Lithic Images, Jacopo Ligozzi, and the Descrizione del Sacro Monte della Vernia (1612), Bronwen Wilson
Cross-hatching converges in inky crevices of rocky escarpments that undulate horizontally across folio sheets in an unusual volume of etchings and engravings that recreates Averna, St. Francis’s retreat. The Descrizione del Sacro Monte della Vernia, devised by the Franciscan Lino Moroni and Jacopo Ligozzi, head of the Academy of drawing in Florence, includes minimal descriptive text. Instead, it is the startling lithic topography and its moveable parts that activate diverse temporal and sensual experiences of sacred loci. One purpose of the volume, as I propose by considering Ligozzi’s designs for pietra dura, was to evoke Francis’s special relation to Christ through understandings of stone as a living substance.

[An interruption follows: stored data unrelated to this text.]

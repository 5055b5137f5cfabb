// One sensor sample. Channel values are optional: a channel the sensor
// could not produce is absent, not zero.

use chrono::{DateTime, Utc};
use serde::{Deserialize, Serialize};

/// One timestamped SCD40 sample with optional per-channel values.
///
/// `quality_flags` records which channels were physically valid at capture
/// time. The flags travel with the reading; the aggregator does not read them.
#[derive(Debug, Clone, PartialEq, Serialize, Deserialize)]
pub struct Reading {
    pub timestamp: DateTime<Utc>,
    pub co2_ppm: Option<f32>,
    pub temperature_c: Option<f32>,
    pub humidity_percent: Option<f32>,
    #[serde(default)]
    pub quality_flags: u32,
}

impl Reading {
    pub const CO2_VALID: u32 = 0x01;
    pub const TEMP_VALID: u32 = 0x02;
    pub const HUMIDITY_VALID: u32 = 0x04;

    /// An empty reading at `timestamp`: all channels absent, no flags set.
    pub fn new(timestamp: DateTime<Utc>) -> Self {
        Self {
            timestamp,
            co2_ppm: None,
            temperature_c: None,
            humidity_percent: None,
            quality_flags: 0,
        }
    }

    pub fn is_co2_valid(&self) -> bool {
        self.quality_flags & Self::CO2_VALID != 0
    }

    pub fn is_temperature_valid(&self) -> bool {
        self.quality_flags & Self::TEMP_VALID != 0
    }

    pub fn is_humidity_valid(&self) -> bool {
        self.quality_flags & Self::HUMIDITY_VALID != 0
    }

    pub fn set_co2_valid(&mut self, valid: bool) {
        self.set_flag(Self::CO2_VALID, valid);
    }

    pub fn set_temperature_valid(&mut self, valid: bool) {
        self.set_flag(Self::TEMP_VALID, valid);
    }

    pub fn set_humidity_valid(&mut self, valid: bool) {
        self.set_flag(Self::HUMIDITY_VALID, valid);
    }

    fn set_flag(&mut self, flag: u32, valid: bool) {
        if valid {
            self.quality_flags |= flag;
        } else {
            self.quality_flags &= !flag;
        }
    }
}
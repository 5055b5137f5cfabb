// JSON rendering for the /data endpoints. Channel statistics render at one
// decimal place; a channel with has_data=false renders null stats and a
// zero count (never zeros posing as data).

use serde_json::{Map, Value, json};

use super::params::format_iso8601;
use crate::models::{AggregateRecord, ChannelStats, Reading};
use crate::reading_repo::DatabaseInfo;

pub(super) fn readings_response(readings: &[Reading]) -> Value {
    json!({
        "readings": readings.iter().map(reading_json).collect::<Vec<_>>(),
        "total_count": readings.len(),
    })
}

pub(super) fn range_response(readings: &[Reading], start: &str, end: &str) -> Value {
    json!({
        "readings": readings.iter().map(reading_json).collect::<Vec<_>>(),
        "start_time": start,
        "end_time": end,
        "total_count": readings.len(),
    })
}

pub(super) fn aggregates_response(
    records: &[AggregateRecord],
    start: &str,
    end: &str,
    interval: &str,
) -> Value {
    json!({
        "aggregates": records.iter().map(aggregate_json).collect::<Vec<_>>(),
        "start_time": start,
        "end_time": end,
        "interval": interval,
        "total_intervals": records.len(),
    })
}

pub(super) fn info_response(info: &DatabaseInfo) -> Value {
    json!({
        "total_records": info.total_records,
        "database_path": info.database_path,
        "earliest_timestamp": info.earliest_timestamp.map(format_iso8601),
        "latest_timestamp": info.latest_timestamp.map(format_iso8601),
        "database_size_bytes": info.database_size_bytes,
        "healthy": info.healthy,
    })
}

fn reading_json(reading: &Reading) -> Value {
    json!({
        "timestamp": format_iso8601(reading.timestamp),
        "co2_ppm": reading.co2_ppm.map(|v| round1(f64::from(v))),
        "temperature_c": reading.temperature_c.map(|v| round1(f64::from(v))),
        "humidity_percent": reading.humidity_percent.map(|v| round1(f64::from(v))),
        "quality_flags": reading.quality_flags,
    })
}

fn aggregate_json(record: &AggregateRecord) -> Value {
    let mut fields = Map::new();
    fields.insert(
        "timestamp".into(),
        Value::String(format_iso8601(record.timestamp)),
    );
    channel_fields(&mut fields, "co2_ppm", &record.co2_ppm);
    channel_fields(&mut fields, "temperature_c", &record.temperature_c);
    channel_fields(&mut fields, "humidity_percent", &record.humidity_percent);
    Value::Object(fields)
}

fn channel_fields(fields: &mut Map<String, Value>, channel: &str, stats: &ChannelStats) {
    let (mean, min, max) = if stats.has_data {
        (
            number(round1(stats.mean)),
            number(round1(f64::from(stats.min))),
            number(round1(f64::from(stats.max))),
        )
    } else {
        (Value::Null, Value::Null, Value::Null)
    };
    fields.insert(format!("{channel}_mean"), mean);
    fields.insert(format!("{channel}_min"), min);
    fields.insert(format!("{channel}_max"), max);
    fields.insert(format!("{channel}_count"), json!(stats.count));
}

fn number(v: f64) -> Value {
    serde_json::Number::from_f64(v).map_or(Value::Null, Value::Number)
}

fn round1(v: f64) -> f64 {
    (v * 10.0).round() / 10.0
}
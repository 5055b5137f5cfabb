// GET /data/* handlers: recent readings, time-range queries, interval
// aggregates, database info.

use std::collections::HashMap;

use axum::Json;
use axum::extract::{Query, State};
use chrono::{DateTime, Duration, Utc};
use serde_json::Value;

use super::error::ApiError;
use super::{AppState, params, render};
use crate::aggregate::{self, Interval};

const DEFAULT_RECENT_COUNT: u32 = 100;

/// GET /data/recent?count=N
pub(super) async fn recent_handler(
    State(state): State<AppState>,
    Query(query): Query<HashMap<String, String>>,
) -> Result<Json<Value>, ApiError> {
    ensure_storage(&state).await?;
    let max = state.config.security.max_query_results;
    let count = match query.get("count") {
        Some(raw) => params::parse_count(raw, max).ok_or_else(|| {
            ApiError::bad_request(
                "INVALID_COUNT",
                "Invalid count parameter",
                format!("count must be an integer between 1 and {max}"),
            )
        })?,
        None => DEFAULT_RECENT_COUNT.min(max),
    };
    let readings = state.reading_repo.get_recent_readings(count).await?;
    state
        .query_stats
        .add_results("/data/recent", readings.len() as u64);
    Ok(Json(render::readings_response(&readings)))
}

/// GET /data/range?start=TIME&end=TIME
pub(super) async fn range_handler(
    State(state): State<AppState>,
    Query(query): Query<HashMap<String, String>>,
) -> Result<Json<Value>, ApiError> {
    ensure_storage(&state).await?;
    let (start, end) = parse_time_range(&query, state.config.security.max_range_hours)?;
    let readings = state.reading_repo.get_readings_in_range(start, end).await?;
    state
        .query_stats
        .add_results("/data/range", readings.len() as u64);
    Ok(Json(render::range_response(
        &readings,
        &params::format_iso8601(start),
        &params::format_iso8601(end),
    )))
}

/// GET /data/aggregates?start=TIME&end=TIME&interval=TOKEN
pub(super) async fn aggregates_handler(
    State(state): State<AppState>,
    Query(query): Query<HashMap<String, String>>,
) -> Result<Json<Value>, ApiError> {
    ensure_storage(&state).await?;
    let (start, end) = parse_time_range(&query, state.config.security.max_range_hours)?;
    let token = query.get("interval").map_or("1H", String::as_str);
    let Some(interval) = Interval::parse(token) else {
        return Err(ApiError::bad_request(
            "INVALID_INTERVAL",
            "Invalid interval parameter",
            format!(
                "interval must be a number followed by a unit, e.g. {}",
                supported_tokens()
            ),
        ));
    };
    let readings = state.reading_repo.get_readings_in_range(start, end).await?;
    let records = aggregate::aggregate(&readings, interval);
    state
        .query_stats
        .add_results("/data/aggregates", records.len() as u64);
    Ok(Json(render::aggregates_response(
        &records,
        &params::format_iso8601(start),
        &params::format_iso8601(end),
        token,
    )))
}

/// GET /data/info
pub(super) async fn info_handler(State(state): State<AppState>) -> Result<Json<Value>, ApiError> {
    let info = state.reading_repo.database_info().await?;
    state.query_stats.add_results("/data/info", 1);
    Ok(Json(render::info_response(&info)))
}

async fn ensure_storage(state: &AppState) -> Result<(), ApiError> {
    if state.reading_repo.is_healthy().await {
        Ok(())
    } else {
        Err(ApiError::service_unavailable(
            "Storage unavailable",
            "The readings database is not responding",
        ))
    }
}

/// Both `start` and `end` are required, ISO 8601 UTC with a trailing 'Z'.
/// The range must be ordered, span at most `max_range_hours`, and not reach
/// more than a day into the future.
fn parse_time_range(
    query: &HashMap<String, String>,
    max_range_hours: i64,
) -> Result<(DateTime<Utc>, DateTime<Utc>), ApiError> {
    let (Some(raw_start), Some(raw_end)) = (query.get("start"), query.get("end")) else {
        return Err(ApiError::bad_request(
            "MISSING_PARAMETER",
            "Missing required parameter",
            "Both 'start' and 'end' are required in ISO 8601 format (e.g. 2026-01-15T00:00:00Z)",
        ));
    };
    let Some(start) = params::parse_iso8601_utc(raw_start) else {
        return Err(invalid_timestamp("start", raw_start));
    };
    let Some(end) = params::parse_iso8601_utc(raw_end) else {
        return Err(invalid_timestamp("end", raw_end));
    };
    if start > end {
        return Err(ApiError::bad_request(
            "INVALID_TIME_RANGE",
            "Invalid time range",
            "'start' must not be after 'end'",
        ));
    }
    if end - start > Duration::hours(max_range_hours) {
        return Err(ApiError::bad_request(
            "INVALID_TIME_RANGE",
            "Time range too large",
            format!("The requested range exceeds the maximum of {max_range_hours} hours"),
        ));
    }
    if end > Utc::now() + Duration::hours(24) {
        return Err(ApiError::bad_request(
            "INVALID_TIME_RANGE",
            "Invalid time range",
            "'end' is more than 24 hours in the future",
        ));
    }
    Ok((start, end))
}

fn invalid_timestamp(name: &str, value: &str) -> ApiError {
    ApiError::bad_request(
        "INVALID_TIMESTAMP",
        format!("Invalid '{name}' timestamp"),
        format!("'{value}' is not a valid ISO 8601 UTC timestamp (expected e.g. 2026-01-15T12:30:00Z)"),
    )
}

/// Short comma separated sample of supported interval tokens for error text.
fn supported_tokens() -> String {
    Interval::supported_formats()
        .iter()
        .take(5)
        .filter_map(|entry| entry.split_whitespace().next())
        .collect::<Vec<_>>()
        .join(", ")
}
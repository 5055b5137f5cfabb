// HTTP routes: health/probe endpoints plus the /data query surface.
// Every request passes the security guard (rate limit + query screening)
// before reaching a handler.

mod data;
mod error;
mod http;
pub mod params;
mod render;

use std::net::SocketAddr;
use std::sync::Arc;
use std::time::Instant;

use axum::extract::{ConnectInfo, Request, State};
use axum::middleware::{self, Next};
use axum::response::Response;
use axum::{Router, routing::get};
use tower_http::cors::{Any, CorsLayer};

use crate::config::AppConfig;
use crate::reading_repo::ReadingRepo;
use crate::security::validate::validate_query;
use crate::security::{QueryStats, RateLimiter};
use error::ApiError;

#[derive(Clone)]
pub struct AppState {
    pub reading_repo: Arc<ReadingRepo>,
    pub rate_limiter: Arc<RateLimiter>,
    pub query_stats: Arc<QueryStats>,
    pub started_at: Instant,
    pub config: AppConfig,
}

pub fn app(
    reading_repo: Arc<ReadingRepo>,
    rate_limiter: Arc<RateLimiter>,
    query_stats: Arc<QueryStats>,
    config: AppConfig,
) -> Router {
    let state = AppState {
        reading_repo,
        rate_limiter,
        query_stats,
        started_at: Instant::now(),
        config,
    };
    Router::new()
        .route("/health", get(http::health_handler)) // GET /health
        .route("/alive", get(http::alive_handler)) // GET /alive
        .route("/ready", get(http::ready_handler)) // GET /ready
        .route("/metrics", get(http::metrics_handler)) // GET /metrics
        .route("/version", get(http::version_handler)) // GET /version
        .route("/data/recent", get(data::recent_handler)) // GET /data/recent
        .route("/data/range", get(data::range_handler)) // GET /data/range
        .route("/data/aggregates", get(data::aggregates_handler)) // GET /data/aggregates
        .route("/data/info", get(data::info_handler)) // GET /data/info
        .fallback(error::not_found)
        .method_not_allowed_fallback(error::method_not_allowed)
        .layer(middleware::from_fn_with_state(
            state.clone(),
            security_guard,
        ))
        .layer(CorsLayer::new().allow_origin(Any))
        .with_state(state)
}

/// Runs before every handler: per-client rate limit, query string screening,
/// and response time accounting for /metrics.
async fn security_guard(
    State(state): State<AppState>,
    request: Request,
    next: Next,
) -> Result<Response, ApiError> {
    let ip = client_ip(&request);
    if !state.rate_limiter.check(&ip) {
        tracing::warn!(client = %ip, "rate limit exceeded");
        let retry_after = state.rate_limiter.reset_after(&ip).as_secs();
        return Err(ApiError::rate_limited(retry_after));
    }
    if let Some(query) = request.uri().query()
        && let Err(e) = validate_query(query)
    {
        tracing::warn!(client = %ip, reason = %e.message, "rejected query string");
        return Err(ApiError::bad_request(
            "INVALID_PARAMETER",
            e.message,
            e.details,
        ));
    }
    let endpoint = request.uri().path().to_string();
    let started = Instant::now();
    let response = next.run(request).await;
    state.query_stats.record(&endpoint, started.elapsed());
    Ok(response)
}

/// Client identity for rate limiting: first x-forwarded-for entry when the
/// server sits behind a proxy, else the peer address.
fn client_ip(request: &Request) -> String {
    if let Some(forwarded) = request.headers().get("x-forwarded-for")
        && let Ok(value) = forwarded.to_str()
        && let Some(first) = value.split(',').next()
        && !first.trim().is_empty()
    {
        return first.trim().to_string();
    }
    request
        .extensions()
        .get::<ConnectInfo<SocketAddr>>()
        .map_or_else(|| "unknown".to_string(), |info| info.0.ip().to_string())
}
use anyhow::Result;
use sensord::*;
use std::sync::Arc;
use tracing_subscriber::EnvFilter;
use tracing_subscriber::fmt::time::FormatTime;

#[global_allocator]
static GLOBAL: tikv_jemallocator::Jemalloc = tikv_jemallocator::Jemalloc;

struct LocalTimer;

impl FormatTime for LocalTimer {
    fn format_time(&self, w: &mut tracing_subscriber::fmt::format::Writer<'_>) -> std::fmt::Result {
        write!(
            w,
            "{}",
            chrono::Local::now().format("%Y-%m-%dT%H:%M:%S%.3f%:z")
        )
    }
}

#[tokio::main]
async fn main() -> Result<()> {
    let filter = EnvFilter::try_from_default_env().unwrap_or_else(|_| EnvFilter::new("info"));
    tracing_subscriber::fmt()
        .with_timer(LocalTimer)
        .with_env_filter(filter)
        .init();

    let app_config = config::AppConfig::load()?;

    let reading_repo = Arc::new(
        reading_repo::ReadingRepo::connect(
            &app_config.database.path,
            app_config.database.max_pool_size,
            app_config.database.retention_days,
        )
        .await?,
    );
    reading_repo.init().await?;

    if !app_config.sensor.simulate {
        anyhow::bail!("sensor.simulate = false, but no hardware sensor source is built in");
    }
    let source: Arc<dyn sensor::SensorSource> = Arc::new(sensor::SimulatedScd40::new());

    let rate_limiter = Arc::new(security::RateLimiter::new(security::RateLimitConfig {
        requests_per_minute: app_config.security.requests_per_minute,
        enabled: app_config.security.rate_limit_enabled,
    }));
    let query_stats = Arc::new(security::QueryStats::new());

    let (shutdown_tx, shutdown_rx) = tokio::sync::oneshot::channel();
    let worker_handle = worker::spawn(
        worker::WorkerDeps {
            source,
            reading_repo: reading_repo.clone(),
            shutdown_rx,
        },
        worker::WorkerConfig {
            sample_interval_ms: app_config.sensor.sample_interval_ms,
            flush_rate: app_config.database.flush_rate,
            flush_interval_secs: app_config.monitoring.flush_interval_secs,
            prune_interval_secs: app_config.monitoring.prune_interval_secs,
            stats_log_interval_secs: app_config.monitoring.stats_log_interval_secs,
        },
    );

    let app = routes::app(
        reading_repo,
        rate_limiter,
        query_stats,
        app_config.clone(),
    );
    let addr = format!("{}:{}", app_config.server.host, app_config.server.port);
    let listener = tokio::net::TcpListener::bind(&addr).await?;
    tracing::info!("Listening on http://{}", addr);

    let service = app.into_make_service_with_connect_info::<std::net::SocketAddr>();

    let in_container = std::path::Path::new("/.dockerenv").exists()
        || std::env::var("CONTAINER").as_deref() == Ok("1");

    if in_container {
        // In Docker: run server until error or SIGTERM (no signal handler; avoids immediate exit)
        axum::serve(listener, service).await?;
    } else {
        tokio::select! {
            result = axum::serve(listener, service) => {
                result?;
            }
            _ = async {
                #[cfg(unix)]
                {
                    let mut sigterm = match tokio::signal::unix::signal(tokio::signal::unix::SignalKind::terminate()) {
                        Ok(s) => s,
                        Err(_) => {
                            let _ = tokio::signal::ctrl_c().await;
                            return;
                        }
                    };
                    tokio::select! {
                        _ = tokio::signal::ctrl_c() => {}
                        _ = sigterm.recv() => {}
                    }
                }
                #[cfg(not(unix))]
                {
                    tokio::signal::ctrl_c().await
                }
            } => {
                tracing::info!("Received shutdown signal");
                let _ = shutdown_tx.send(());
                let _ = worker_handle.await;
            }
        }
    }

    Ok(())
}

Ariosto’s Orlando furioso from woodcuts to frescos, Federica Caneparo
Ludovico Ariosto’s Orlando furioso was born with emblematic woodcuts commissioned by its author, but without illustrations related to its content. Woodcuts appeared some fifteen years later, and created new iconographic motifs. As Orlando furioso became the best seller of 16th-century Italy, frescoes inspired to the poem flourished all over the Italian peninsula, frequently taking inspiration from book illustrations. This paper will analyse three of the most relevant illustrated editions of Ariosto’s Orlando furioso, together with well-known frescos and recently-emerged mural paintings, while addressing questions about canonicity, uniqueness, seriality and reproducibility.